Постепенно в часовне установилась тишина, только нет-нет да поскрипывали сиденья и щелкали замочки дамских сумочек. Люсьен обернулся и считает, сколько народу пришло почтить память его отца. На руке у него мои часы, которые я оставил в трейлере, в ящике ночного столика. Затвердевший от долгой носки ремешок не мог держаться на тоненьком запястье, и Люсьен проделал новые дырочки.

- Господи всемогущий! - дребезжащим голосом заговорил кюре. Микрофон усиливал примерно один слог из пяти. - Мы собрались сегодня в Твоем храме, чтобы помолиться об упокоении души рабы Твоей Маргерит Шевийя, принявшей христианскую кончину, причастившись Святых Даров. Мне приятно видеть, что так много людей провожает в последний путь эту женщину, которая, насколько мне известно, была одинокой и умерла в больнице.

Аудитория изумленно замерла, потом по рядам пополз ропот. Певчий, заподозрив неладное, заглянул в записи кюре и с перекошенной физиономией возбужденно зашептал ему в ухо:

- Мадам Шевийя - это в Вилларше в пять часов!

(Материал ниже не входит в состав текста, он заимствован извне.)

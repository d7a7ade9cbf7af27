// Integration tests for relation helpers across record kinds

use openclimate_core::{
    ActorRef, Asset, Company, Country, ExErrorKind, Partition, Pledge, PledgeOwner, Region,
};
use openclimate_store::{KeyedStore, Repositories};

#[test]
fn test_attach_pledge_lists_it_on_the_actor() {
    let store = KeyedStore::in_memory().unwrap();
    let repos = Repositories::new(&store);
    let country = repos.countries.create(Country::new("A")).unwrap();

    let pledge = repos
        .attach_pledge(
            Pledge::new("Net zero", ActorRef::country(country.index)).with_target(2005, 2050, 100.0),
        )
        .unwrap();

    let country = repos.countries.retrieve_by_index(country.index).unwrap();
    assert_eq!(country.pledges(), &[pledge.index]);
    assert_eq!(repos.pledges_of(country.pledges()).unwrap(), vec![pledge]);
}

#[test]
fn test_attach_pledge_to_missing_actor_writes_nothing() {
    let store = KeyedStore::in_memory().unwrap();
    let repos = Repositories::new(&store);

    let err = repos
        .attach_pledge(Pledge::new("Orphan", ActorRef::company(9)))
        .unwrap_err();

    assert_eq!(err.kind(), ExErrorKind::NotFound);
    assert_eq!(err.partition(), Some(Partition::Companies));
    assert_eq!(repos.pledges.count().unwrap(), 0);
}

#[test]
fn test_attach_pledge_to_state() {
    let store = KeyedStore::in_memory().unwrap();
    let repos = Repositories::new(&store);
    let region = repos.regions.create(Region::new("X", "A")).unwrap();

    let pledge = repos
        .attach_pledge(Pledge::new("Coal exit", ActorRef::state(region.index)))
        .unwrap();

    let region = repos.regions.retrieve_by_index(region.index).unwrap();
    assert_eq!(region.pledges, vec![pledge.index]);
}

#[test]
fn test_pledges_of_fails_on_dangling_index() {
    let store = KeyedStore::in_memory().unwrap();
    let repos = Repositories::new(&store);
    let company = repos.companies.create(Company::new("Acme")).unwrap();
    repos
        .attach_pledge(Pledge::new("p", ActorRef::company(company.index)))
        .unwrap();

    let err = repos.pledges_of(&[1, 2]).unwrap_err();
    assert_eq!(err.kind(), ExErrorKind::NotFound);
    assert_eq!(err.index(), Some(2));
}

#[test]
fn test_company_countries_and_states_follow_company_order() {
    let store = KeyedStore::in_memory().unwrap();
    let repos = Repositories::new(&store);
    repos.countries.create(Country::new("A")).unwrap();
    repos.countries.create(Country::new("B")).unwrap();
    repos.regions.create(Region::new("X", "A")).unwrap();
    repos.regions.create(Region::new("Y", "B")).unwrap();
    let company = Company::new("Acme")
        .operate_in("B")
        .operate_in("A")
        .with_state("Y")
        .with_state("X");

    let countries: Vec<_> = repos
        .company_countries(&company)
        .unwrap()
        .into_iter()
        .map(|c| c.name)
        .collect();
    assert_eq!(countries, vec!["B", "A"]);

    let states: Vec<_> = repos
        .company_states(&company)
        .unwrap()
        .into_iter()
        .map(|s| s.name)
        .collect();
    assert_eq!(states, vec!["Y", "X"]);
}

#[test]
fn test_company_states_fails_on_unknown_name() {
    let store = KeyedStore::in_memory().unwrap();
    let repos = Repositories::new(&store);
    let company = Company::new("Acme").with_state("Nowhere");

    let err = repos.company_states(&company).unwrap_err();
    assert_eq!(err.kind(), ExErrorKind::NotFound);
    assert_eq!(err.partition(), Some(Partition::States));
}

#[test]
fn test_company_assets_in_state_filters_by_state_name() {
    let store = KeyedStore::in_memory().unwrap();
    let repos = Repositories::new(&store);
    let company = repos.companies.create(Company::new("Acme")).unwrap();

    let plant = repos
        .attach_asset(Asset::new("Plant", company.index).located_in("X"))
        .unwrap();
    repos
        .attach_asset(Asset::new("Mine", company.index).located_in("Y"))
        .unwrap();
    repos.attach_asset(Asset::new("HQ", company.index)).unwrap();

    let company = repos.companies.retrieve_by_index(company.index).unwrap();
    assert_eq!(company.assets.len(), 3);

    let in_x = repos.company_assets_in_state(&company, "X").unwrap();
    assert_eq!(in_x, vec![plant]);
    assert!(repos
        .company_assets_in_state(&company, "Z")
        .unwrap()
        .is_empty());
}

#[test]
fn test_company_assets_in_state_fails_on_dangling_asset() {
    let store = KeyedStore::in_memory().unwrap();
    let repos = Repositories::new(&store);
    let company = repos.companies.create(Company::new("Acme")).unwrap();
    let asset = repos
        .attach_asset(Asset::new("Plant", company.index).located_in("X"))
        .unwrap();
    repos.assets.delete(asset.index).unwrap();

    let company = repos.companies.retrieve_by_index(company.index).unwrap();
    let err = repos.company_assets_in_state(&company, "Y").unwrap_err();
    assert_eq!(err.kind(), ExErrorKind::NotFound);
    assert_eq!(err.partition(), Some(Partition::Assets));
}

#[test]
fn test_company_states_in_resolves_per_country() {
    let store = KeyedStore::in_memory().unwrap();
    let repos = Repositories::new(&store);
    repos.regions.create(Region::new("Springfield", "A")).unwrap();
    let in_b = repos.regions.create(Region::new("Springfield", "B")).unwrap();
    repos.regions.create(Region::new("Shelbyville", "A")).unwrap();
    let company = Company::new("Acme")
        .with_state("Shelbyville")
        .with_state("Springfield");

    assert_eq!(repos.company_states_in(&company, "B").unwrap(), vec![in_b]);

    let in_a: Vec<_> = repos
        .company_states_in(&company, "A")
        .unwrap()
        .into_iter()
        .map(|r| (r.name, r.country))
        .collect();
    assert_eq!(
        in_a,
        vec![
            ("Shelbyville".to_string(), "A".to_string()),
            ("Springfield".to_string(), "A".to_string()),
        ]
    );
    assert!(repos.company_states_in(&company, "C").unwrap().is_empty());
}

- Хорошо, я буду говорить громче, - смиренно вздохнув, ответил аббат Кутан и продолжал: - Она всю жизнь была труженицей, сначала работала в деревне, затем перебралась в Экс-ле-Бен и от простой прачки дослужилась до технической сотрудницы мэрии. У Маргерит Шевийя было трое детей и шестеро внуков, и, казалось бы, она заслужила спокойную старость в кругу заботливых близких. Однако же ей пришлось доживать последние годы в монастырском приюте Мон-Репо вплоть до того несчастного дня, когда она упала и сломала шейку бедра. Господу помолимся!

Фабьена и отец переглянулись, не зная, как реагировать. Певчий повернулся к ним и бессильно развел руками, далеко вылезавшими из рукавов слишком короткого ему стихаря.

- Благодать Господа нашего да пребудет с вами! - возгласил кюре, трепеща всем своим щуплым тельцем.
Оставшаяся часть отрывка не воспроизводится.